→ **INSTRUCTIONS FOR THE TASK**
Each line of the entries that mentions the string "derive" needs to be reported.

++++ DATA FOR REVIEW ++++

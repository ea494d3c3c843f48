//! University schedule endpoint client
//!
//! Fetches timetable rows over HTTP and converts the endpoint's quirky wire
//! shapes into the persisted row types. Schedule responses arrive as one JSON
//! object whose row entries sit under digit keys next to unrelated metadata;
//! exam responses are plain arrays. Dates are strings, weekdays are
//! one-indexed, and lesson kinds are abbreviated Russian labels.

use std::time::Duration;

use async_trait::async_trait;
use chrono::{NaiveDate, NaiveTime};
use reqwest::{Client, StatusCode};
use serde::de::DeserializeOwned;
use serde::Deserialize;
use serde_json::Value;
use thiserror::Error;
use tracing::debug;

use crate::clock::{DayType, Window};
use crate::data::{ExamEntry, Principal, ScheduleEntry, SubjectType};

/// Attempts per request before the endpoint counts as unavailable
const MAX_TRIES: u32 = 5;

/// Errors that can occur while fetching timetable rows
#[derive(Debug, Error)]
pub enum RemoteError {
    /// Endpoint kept failing transiently after every retry
    #[error("schedule endpoint unavailable after {0} attempts")]
    Unavailable(u32),

    /// Endpoint rejected the request; retrying cannot help
    #[error("schedule endpoint rejected the request: {0}")]
    Rejected(StatusCode),

    /// HTTP request failed
    #[error("HTTP request failed: {0}")]
    Request(#[from] reqwest::Error),

    /// Failed to parse the JSON response
    #[error("failed to parse response: {0}")]
    Parse(#[from] serde_json::Error),

    /// A row carried a value outside its documented range
    #[error("invalid field in response: {0}")]
    InvalidField(String),
}

/// Source of timetable rows, usually the university's HTTP endpoint
#[async_trait]
pub trait RemoteSource: Send + Sync {
    /// Schedule rows for the principal within the given week
    async fn fetch_schedule(
        &self,
        principal: &Principal,
        week: &Window,
    ) -> Result<Vec<ScheduleEntry>, RemoteError>;

    /// Exam rows for the principal; the endpoint scopes these by session,
    /// not by week.
    async fn fetch_exams(&self, principal: &Principal) -> Result<Vec<ExamEntry>, RemoteError>;
}

/// HTTP implementation of [`RemoteSource`]
#[derive(Debug, Clone)]
pub struct HttpRemote {
    client: Client,
    base_url: String,
}

impl HttpRemote {
    pub fn new(base_url: impl Into<String>) -> Self {
        Self::with_client(Client::new(), base_url)
    }

    /// Create a remote with a custom HTTP client
    pub fn with_client(client: Client, base_url: impl Into<String>) -> Self {
        let mut base_url = base_url.into();
        while base_url.ends_with('/') {
            base_url.pop();
        }
        Self { client, base_url }
    }

    fn schedule_url(&self, principal: &Principal, week: &Window) -> String {
        // the endpoint takes the week-start timestamp in milliseconds
        match principal {
            Principal::Student { group_id, .. } => format!(
                "{}/schedule//{}///{}000/printschedule",
                self.base_url, group_id, week.start
            ),
            Principal::Lecturer { employee_id, .. } => format!(
                "{}/schedule/{}////{}000/printschedule",
                self.base_url, employee_id, week.start
            ),
        }
    }

    fn exams_url(&self, principal: &Principal) -> String {
        match principal {
            Principal::Student { group_id, .. } => format!(
                "{}/schedule/{}////printexamschedule",
                self.base_url, group_id
            ),
            Principal::Lecturer { employee_id, .. } => format!(
                "{}/schedule//{}///printexamschedule",
                self.base_url, employee_id
            ),
        }
    }

    /// GETs the URL, retrying transient failures with a linear backoff
    async fn get_json(&self, url: &str) -> Result<Value, RemoteError> {
        for tries in 0..MAX_TRIES {
            if tries > 0 {
                tokio::time::sleep(backoff(tries)).await;
            }
            let response = match self.client.get(url).send().await {
                Ok(response) => response,
                Err(err) if err.is_connect() || err.is_timeout() => {
                    debug!(url, tries, "request failed transiently: {err}");
                    continue;
                }
                Err(err) => return Err(RemoteError::Request(err)),
            };
            let status = response.status();
            debug!(url, %status, tries, "schedule endpoint responded");
            if status.is_success() {
                return Ok(response.json().await?);
            }
            if status.is_server_error() {
                continue;
            }
            return Err(RemoteError::Rejected(status));
        }
        Err(RemoteError::Unavailable(MAX_TRIES))
    }
}

#[async_trait]
impl RemoteSource for HttpRemote {
    async fn fetch_schedule(
        &self,
        principal: &Principal,
        week: &Window,
    ) -> Result<Vec<ScheduleEntry>, RemoteError> {
        let body = self.get_json(&self.schedule_url(principal, week)).await?;
        parse_schedule(&body)
    }

    async fn fetch_exams(&self, principal: &Principal) -> Result<Vec<ExamEntry>, RemoteError> {
        let body = self.get_json(&self.exams_url(principal)).await?;
        parse_exams(&body)
    }
}

/// Sleep before retry attempt `tries`
fn backoff(tries: u32) -> Duration {
    Duration::from_secs(u64::from(1 + tries * 2))
}

/// Wire shape of one schedule row
#[derive(Debug, Deserialize)]
struct RawScheduleEntry {
    #[serde(rename = "TitleSubject")]
    name: String,
    #[serde(rename = "TypeLesson")]
    kind: String,
    #[serde(rename = "DateLesson")]
    date: String,
    #[serde(rename = "DayWeek")]
    day: i64,
    #[serde(rename = "NumberLesson")]
    number: u8,
    #[serde(rename = "NumberSubGruop")]
    sub_group: u8,
    #[serde(rename = "NumberRoom")]
    audience: String,
    #[serde(rename = "Korpus")]
    building: String,
    employee_id: i64,
    #[serde(rename = "idGruop")]
    group_id: i64,
}

/// Wire shape of one exam row
#[derive(Debug, Deserialize)]
struct RawExamEntry {
    #[serde(rename = "TitleSubject")]
    name: String,
    #[serde(rename = "TypeLesson")]
    kind: String,
    #[serde(rename = "DateLesson")]
    date: String,
    #[serde(rename = "Time")]
    time: String,
    #[serde(rename = "NumberRoom")]
    location: String,
    employee_id: i64,
    #[serde(rename = "idGruop")]
    group_id: i64,
}

/// Parses a schedule response body into sorted rows
pub(crate) fn parse_schedule(body: &Value) -> Result<Vec<ScheduleEntry>, RemoteError> {
    let mut rows: Vec<ScheduleEntry> = collect_cells(body)?
        .into_iter()
        .map(map_schedule_entry)
        .collect::<Result<_, _>>()?;
    rows.sort_by_key(|row| (row.date, row.number));
    Ok(rows)
}

/// Parses an exam response body into rows sorted by starting time
pub(crate) fn parse_exams(body: &Value) -> Result<Vec<ExamEntry>, RemoteError> {
    let raw: Vec<RawExamEntry> = match body {
        Value::Array(_) => serde_json::from_value(body.clone())?,
        // some deployments wrap exam rows like schedule rows
        _ => collect_cells(body)?,
    };
    let mut rows: Vec<ExamEntry> = raw
        .into_iter()
        .map(map_exam_entry)
        .collect::<Result<_, _>>()?;
    rows.sort_by(|a, b| (a.date, &a.time).cmp(&(b.date, &b.time)));
    Ok(rows)
}

/// Pulls the row objects out of a digit-keyed response body. Everything under
/// a non-digit key is endpoint metadata and is skipped.
fn collect_cells<T: DeserializeOwned>(body: &Value) -> Result<Vec<T>, RemoteError> {
    let Value::Object(map) = body else {
        return Err(RemoteError::InvalidField(format!(
            "expected an object body, got {body}"
        )));
    };
    map.iter()
        .filter(|(key, _)| key.chars().all(|c| c.is_ascii_digit()))
        .map(|(_, cell)| serde_json::from_value(cell.clone()).map_err(RemoteError::from))
        .collect()
}

fn map_schedule_entry(raw: RawScheduleEntry) -> Result<ScheduleEntry, RemoteError> {
    Ok(ScheduleEntry {
        date: parse_date(&raw.date, "%Y-%m-%d")?,
        day: parse_day(raw.day)?,
        number: raw.number,
        name: raw.name,
        kind: parse_subject_type(&raw.kind)?,
        sub_group: raw.sub_group,
        audience: raw.audience,
        building: raw.building,
        employee_id: raw.employee_id,
        group_id: raw.group_id,
    })
}

fn map_exam_entry(raw: RawExamEntry) -> Result<ExamEntry, RemoteError> {
    Ok(ExamEntry {
        // exam dates arrive in the Russian day-first format
        date: parse_date(&raw.date, "%d.%m.%Y")?,
        time: raw.time,
        name: raw.name,
        kind: parse_subject_type(&raw.kind)?,
        location: raw.location,
        employee_id: raw.employee_id,
        group_id: raw.group_id,
    })
}

/// Calendar date string to its UTC midnight timestamp
fn parse_date(value: &str, format: &str) -> Result<i64, RemoteError> {
    let date = NaiveDate::parse_from_str(value, format)
        .map_err(|_| RemoteError::InvalidField(format!("unparseable date {value:?}")))?;
    Ok(date.and_time(NaiveTime::MIN).and_utc().timestamp())
}

/// The endpoint numbers weekdays from one
fn parse_day(value: i64) -> Result<DayType, RemoteError> {
    DayType::from_index(value - 1)
        .ok_or_else(|| RemoteError::InvalidField(format!("weekday {value} out of range")))
}

fn parse_subject_type(label: &str) -> Result<SubjectType, RemoteError> {
    match label.trim() {
        "лек" => Ok(SubjectType::Lecture),
        "пр" => Ok(SubjectType::Practice),
        "лаб" => Ok(SubjectType::Laboratory),
        "зачет" => Ok(SubjectType::Test),
        "экзамен" => Ok(SubjectType::Exam),
        "консультация" => Ok(SubjectType::Consultation),
        other => Err(RemoteError::InvalidField(format!(
            "unknown lesson kind {other:?}"
        ))),
    }
}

++++

→ **YOUR SOLUTION**
#[derive(Debug, Error)]
#[derive(Debug, Clone)]
#[derive(Debug, Deserialize)]
#[derive(Debug, Deserialize)]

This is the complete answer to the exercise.